▶ _Description of the task_
Please retype the records below exactly, from the first line down to and including the line with "for (name, value) in &self.headers".

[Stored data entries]
==========

//! Forwarding of inbound requests to the upstream origin.

use axum::body::Bytes;
use axum::http::{HeaderMap, HeaderName, HeaderValue, Method, StatusCode};
use axum_extra::extract::cookie::Cookie;
use reqwest::{redirect, Client};
use secrecy::{ExposeSecret, Secret};
use service_core::http::{retry_http_call, RetryConfig, TransportError};
use service_core::observability::{inject_trace_context, REQUEST_ID_HEADER};
use service_core::utils::signature::{generate_trust_token, TRUSTED_PROXY_HEADER};
use std::time::Duration;
use uuid::Uuid;

use crate::config::ProxyConfig;
use crate::services::sessions::{SessionStore, CSRF_COOKIE};

/// Header carrying the signed identity assertion.
pub const ASSERTION_HEADER: &str = "x-dab-jw-token";

const HOP_BY_HOP: &[&str] = &[
    "connection",
    "keep-alive",
    "proxy-authenticate",
    "proxy-authorization",
    "te",
    "trailer",
    "transfer-encoding",
    "upgrade",
];

fn is_hop_by_hop(name: &HeaderName) -> bool {
    HOP_BY_HOP.contains(&name.as_str())
}

/// Collapse runs of `/` into a single separator.
pub fn normalize_path(path: &str) -> String {
    let mut out = String::with_capacity(path.len());
    for c in path.chars() {
        if c == '/' && out.ends_with('/') {
            continue;
        }
        out.push(c);
    }
    out
}

/// Archive downloads keep their redirect responses intact.
pub fn is_archive_path(path: &str) -> bool {
    path.contains(".tar.gz")
}

/// Upstream reply with the body fully buffered.
#[derive(Debug)]
pub struct UpstreamResponse {
    pub status: StatusCode,
    pub headers: HeaderMap,
    pub body: Bytes,
}

impl UpstreamResponse {
    /// Headers safe to relay to the client. Framing headers are dropped since
    /// the body may be rewritten.
    pub fn relay_headers(&self) -> HeaderMap {
        let mut headers = HeaderMap::with_capacity(self.headers.len());
        for (name, value) in &self.headers {
            if is_hop_by_hop(name) || name == axum::http::header::CONTENT_LENGTH {
                continue;
            }
            headers.append(name.clone(), value.clone());
        }
        headers
    }

    pub fn content_type(&self) -> Option<&str> {
        self.headers
            .get(axum::http::header::CONTENT_TYPE)
            .and_then(|v| v.to_str().ok())
    }

    /// Remember any `csrftoken` the upstream issued.
    pub fn record_csrf_cookies(&self, sessions: &SessionStore) {
        for value in self.headers.get_all(axum::http::header::SET_COOKIE) {
            let Ok(raw) = value.to_str() else {
                continue;
            };
            if let Ok(cookie) = Cookie::parse(raw) {
                if cookie.name() == CSRF_COOKIE && !cookie.value().is_empty() {
                    sessions.remember_downstream_csrf(cookie.value());
                }
            }
        }
    }
}

#[derive(Clone)]
pub struct UpstreamClient {
    follow: Client,
    no_follow: Client,
    base_url: String,
    retry: RetryConfig,
    shared_secret: Option<Secret<String>>,
}

impl UpstreamClient {
    pub fn new(config: &ProxyConfig) -> Result<Self, anyhow::Error> {
        let timeout = Duration::from_secs(config.upstream.timeout_secs);

        let follow = Client::builder().timeout(timeout).build()?;
        let no_follow = Client::builder()
            .timeout(timeout)
            .redirect(redirect::Policy::none())
            .build()?;

        if config.shared_secret.is_none() {
            tracing::warn!("ANSIBLE_BASE_SHARED_SECRET is not set; upstream trust header disabled");
        }

        Ok(Self {
            follow,
            no_follow,
            base_url: config.upstream.url.clone(),
            retry: config.upstream.retry_config(),
            shared_secret: config.shared_secret.clone(),
        })
    }

    pub fn target_url(&self, path: &str, query: Option<&str>) -> String {
        match query {
            Some(q) if !q.is_empty() => format!("{}{}?{}", self.base_url, normalize_path(path), q),
            _ => format!("{}{}", self.base_url, normalize_path(path)),
        }
    }

    fn outbound_headers(&self, inbound: &HeaderMap) -> HeaderMap {
        let mut headers = HeaderMap::with_capacity(inbound.len() + 4);
        for (name, value) in inbound {
            if is_hop_by_hop(name)
                || name == axum::http::header::HOST
                || name == axum::http::header::CONTENT_LENGTH
            {
                continue;
            }
            headers.append(name.clone(), value.clone());
        }

        headers.insert("x-forwarded-proto", HeaderValue::from_static("http"));
        headers.insert("x-envoy-internal", HeaderValue::from_static("true"));
        if let Ok(value) = HeaderValue::from_str(&Uuid::new_v4().to_string()) {
            headers.insert(REQUEST_ID_HEADER, value);
        }

        if let Some(secret) = &self.shared_secret {
            match generate_trust_token(secret.expose_secret(), None) {
                Ok(token) => {
                    if let Ok(value) = HeaderValue::from_str(&token) {
                        headers.insert(TRUSTED_PROXY_HEADER, value);
                    }
                }
                Err(e) => tracing::warn!(error = %e, "Failed to generate trust token"),
            }
        }

        inject_trace_context(&mut headers);
        headers
    }

    /// Send the request upstream, retrying transient socket failures.
    pub async fn forward(
        &self,
        method: Method,
        path: &str,
        query: Option<&str>,
        inbound_headers: &HeaderMap,
        body: Bytes,
    ) -> Result<UpstreamResponse, TransportError> {
        let url = self.target_url(path, query);
        let headers = self.outbound_headers(inbound_headers);
        let client = if is_archive_path(path) {
            &self.no_follow
        } else {
            &self.follow
        };

        tracing::debug!(method = %method, url = %url, "Forwarding request upstream");

        retry_http_call(&self.retry, "proxy_forward", || {
            let request = client
                .request(method.clone(), &url)
                .headers(headers.clone())
                .body(body.clone());

            async move {
                let response = request.send().await?;
                let status = response.status();
                let headers = response.headers().clone();
                let body = response.bytes().await?;

                Ok::<_, reqwest::Error>(UpstreamResponse {
                    status,
                    headers,
                    body,
                })
            }
        })
        .await
    }
}
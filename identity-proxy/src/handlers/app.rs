use service_core::axum::{http::header, response::IntoResponse, Json};

use crate::services::metrics::get_metrics;

pub async fn health_check() -> impl IntoResponse {
    Json(serde_json::json!({ "status": "healthy" }))
}

/// Prometheus scrape endpoint.
pub async fn metrics() -> impl IntoResponse {
    (
        [(header::CONTENT_TYPE, "text/plain; version=0.0.4")],
        get_metrics(),
    )
}
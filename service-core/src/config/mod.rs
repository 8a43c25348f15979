use crate::error::AppError;
use config::{Config as Cfg, File};
use serde::Deserialize;

/// Listener settings shared by every service.
///
/// Read from an optional `configuration` file, then from `PROXY_HOST` /
/// `PROXY_PORT` style environment variables.
#[derive(Debug, Deserialize, Clone)]
pub struct Config {
    #[serde(default = "default_host")]
    pub host: String,
    #[serde(default = "default_port")]
    pub port: u16,
}

fn default_host() -> String {
    "localhost".to_string()
}

fn default_port() -> u16 {
    8080
}

impl Default for Config {
    fn default() -> Self {
        Self {
            host: default_host(),
            port: default_port(),
        }
    }
}

impl Config {
    pub fn load() -> Result<Self, AppError> {
        dotenvy::dotenv().ok();

        let config = Cfg::builder()
            .add_source(File::with_name("configuration").required(false))
            .add_source(
                config::Environment::with_prefix("PROXY")
                    .prefix_separator("_")
                    .separator("__"),
            )
            .build()?;

        Ok(config.try_deserialize()?)
    }

    /// The `host:port` authority clients use to reach this service.
    pub fn authority(&self) -> String {
        format!("{}:{}", self.host, self.port)
    }
}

==========

▶ _Answer space_
//! Forwarding of inbound requests to the upstream origin.

use axum::body::Bytes;
use axum::http::{HeaderMap, HeaderName, HeaderValue, Method, StatusCode};
use axum_extra::extract::cookie::Cookie;
use reqwest::{redirect, Client};
use secrecy::{ExposeSecret, Secret};
use service_core::http::{retry_http_call, RetryConfig, TransportError};
use service_core::observability::{inject_trace_context, REQUEST_ID_HEADER};
use service_core::utils::signature::{generate_trust_token, TRUSTED_PROXY_HEADER};
use std::time::Duration;
use uuid::Uuid;

use crate::config::ProxyConfig;
use crate::services::sessions::{SessionStore, CSRF_COOKIE};

/// Header carrying the signed identity assertion.
pub const ASSERTION_HEADER: &str = "x-dab-jw-token";

const HOP_BY_HOP: &[&str] = &[
    "connection",
    "keep-alive",
    "proxy-authenticate",
    "proxy-authorization",
    "te",
    "trailer",
    "transfer-encoding",
    "upgrade",
];

fn is_hop_by_hop(name: &HeaderName) -> bool {
    HOP_BY_HOP.contains(&name.as_str())
}

/// Collapse runs of `/` into a single separator.
pub fn normalize_path(path: &str) -> String {
    let mut out = String::with_capacity(path.len());
    for c in path.chars() {
        if c == '/' && out.ends_with('/') {
            continue;
        }
        out.push(c);
    }
    out
}

/// Archive downloads keep their redirect responses intact.
pub fn is_archive_path(path: &str) -> bool {
    path.contains(".tar.gz")
}

/// Upstream reply with the body fully buffered.
#[derive(Debug)]
pub struct UpstreamResponse {
    pub status: StatusCode,
    pub headers: HeaderMap,
    pub body: Bytes,
}

impl UpstreamResponse {
    /// Headers safe to relay to the client. Framing headers are dropped since
    /// the body may be rewritten.
    pub fn relay_headers(&self) -> HeaderMap {
        let mut headers = HeaderMap::with_capacity(self.headers.len());
        for (name, value) in &self.headers {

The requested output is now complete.